Cannabis legalization for both medicinal and recreational purposes is currently sweeping through various state legislatures throughout the United States, in violation of both U.S. federal law and international treaties. Unfortunately, researchers at the Multidisciplinary Association for Psychedelic Studies (MAPS) have been left high and dry in their attempts to move forward with sanctioned research into the medicinal benefits of Cannabis. Well…ok…maybe more dry than high, but you get the point. Even though MAPS has received approval by both the Food and Drug Administration (FDA) and the Institutional Review Board (IRB), the U.S. Department of Health and Human Services (DHHS) has essentially stonewalled efforts to proceed with the proposed research. With this as a backdrop, last week Rick Doblin sent the DHHS a letter inquiring as to the government’s refusal to cooperate with these research efforts.
As Rick Doblin rightly points out in his letter, "MAPS is the conservative wing of the medical marijuana movement." However, politicians who view themselves as "Drug Warriors" and fear the political backlash of being seen as "soft on drugs," know full well that Cannabis is the linchpin in the War on [Some People Who Use Certain] Drugs. Without Cannabis, the massive amounts of funding for drug interdiction and incarceration–in the forms of direct budgetary funding, military surplus grants, and prison grants, to name but a few–would be unjustifiable. For this reason, even MAPS’ conservatively reformist efforts to end the monopoly held by the National Institute on Drug Abuse on the supply of marijuana for FDA-regulated research and to remove the extraneous Public Health Service review (a procedure only imposed on researchers wishing to study Cannabis) are being fought tooth and nail by government agencies.
In his letter, in addition to calling out the DHHS for their inaction, Doblin explicitly laments that a recent op-ed in the New York Times focused on the macro-bureaucratic rescheduling of Cannabis, rather than the micro-bureaucratic shuffling of departmental procedures and monopolies.
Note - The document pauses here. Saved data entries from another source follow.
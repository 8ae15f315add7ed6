use serde::{Deserialize, Serialize};

use crate::decoder::ScanEvent;
use crate::types::{LogEntry, Step, StepStatus};

/// What applying an event changed.
#[derive(Debug, Clone, PartialEq, Eq)]
pub enum Applied {
    /// Nothing observable changed.
    Ignored,
    /// Step structure or status changed.
    Updated,
    /// A log line was recorded; `step` is the index it was attributed to, if any.
    Logged { entry: LogEntry, step: Option<u32> },
}

/// Ordered steps of one scan plus the session-wide chronological log.
#[derive(Serialize, Deserialize, Debug, Clone, Default, PartialEq, Eq)]
pub struct StepTable {
    pub steps: Vec<Step>,
    pub log: Vec<LogEntry>,
    #[serde(skip)]
    initialized: bool,
}

impl StepTable {
    pub fn new() -> Self {
        Self::default()
    }

    pub fn step(&self, index: u32) -> Option<&Step> {
        self.steps.iter().find(|s| s.index == index)
    }

    fn step_mut(&mut self, index: u32) -> Option<&mut Step> {
        self.steps.iter_mut().find(|s| s.index == index)
    }

    /// Number of steps that reached `success` or `error`.
    pub fn finished(&self) -> usize {
        self.steps.iter().filter(|s| s.status.is_terminal()).count()
    }

    /// Apply one event with the current attribution cursor, returning the outcome and
    /// the cursor to use for the next event.
    pub fn apply(&mut self, event: &ScanEvent, cursor: Option<u32>) -> (Applied, Option<u32>) {
        match event {
            ScanEvent::StepInit { total_steps } => {
                if self.initialized {
                    tracing::warn!(total_steps, "duplicate step_init ignored");
                    return (Applied::Ignored, cursor);
                }
                self.initialized = true;
                self.steps = (1..=*total_steps).map(Step::pending).collect();
                (Applied::Updated, cursor)
            }
            ScanEvent::StepStart {
                step_index,
                step_name,
            } => {
                let cursor = Some(*step_index);
                let Some(step) = self.step_mut(*step_index) else {
                    tracing::debug!(step_index, "step_start for unknown step");
                    return (Applied::Ignored, cursor);
                };
                if !step.status.can_advance_to(StepStatus::Running) {
                    return (Applied::Ignored, cursor);
                }
                step.name = step_name.clone();
                step.status = StepStatus::Running;
                (Applied::Updated, cursor)
            }
            ScanEvent::StepSuccess { step_index } => {
                (self.finish_step(*step_index, StepStatus::Success), cursor)
            }
            ScanEvent::StepError { step_index } => {
                (self.finish_step(*step_index, StepStatus::Error), cursor)
            }
            ScanEvent::LogLine(entry) => {
                self.log.push(entry.clone());
                let step = cursor.and_then(|idx| {
                    let step = self.step_mut(idx)?;
                    step.logs.push(entry.clone());
                    Some(idx)
                });
                (
                    Applied::Logged {
                        entry: entry.clone(),
                        step,
                    },
                    cursor,
                )
            }
            ScanEvent::Marker { .. } | ScanEvent::Complete { .. } => (Applied::Ignored, cursor),
        }
    }

    fn finish_step(&mut self, index: u32, status: StepStatus) -> Applied {
        match self.step_mut(index) {
            Some(step) if step.status.can_advance_to(status) => {
                step.status = status;
                Applied::Updated
            }
            Some(_) => Applied::Ignored,
            None => {
                tracing::debug!(step_index = index, "terminal event for unknown step");
                Applied::Ignored
            }
        }
    }
}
This critique evidences the institutional tunnel-vision that can appear when sanctioned research into "criminal" arenas is allowed; dividing populations with similar interests into "criminal" and "legitimate" classes, and fomenting internal schisms that obfuscate the real issues. Evidencing the medicinal benefits of cannabis may help end prohibition and the pain and suffering it causes. However, the psychedelic community, especially researchers, should not become so fixated on the research they are intent on carrying out that they forget the underlying humanitarian reasons they are engaged in such research in the first place. Ending drug prohibition and facilitating research into currently criminalized substances will require a united effort between sanctioned researchers, underground researchers, human rights advocates, drug users, non-drug users, parents, children, and other human beings of all stripes.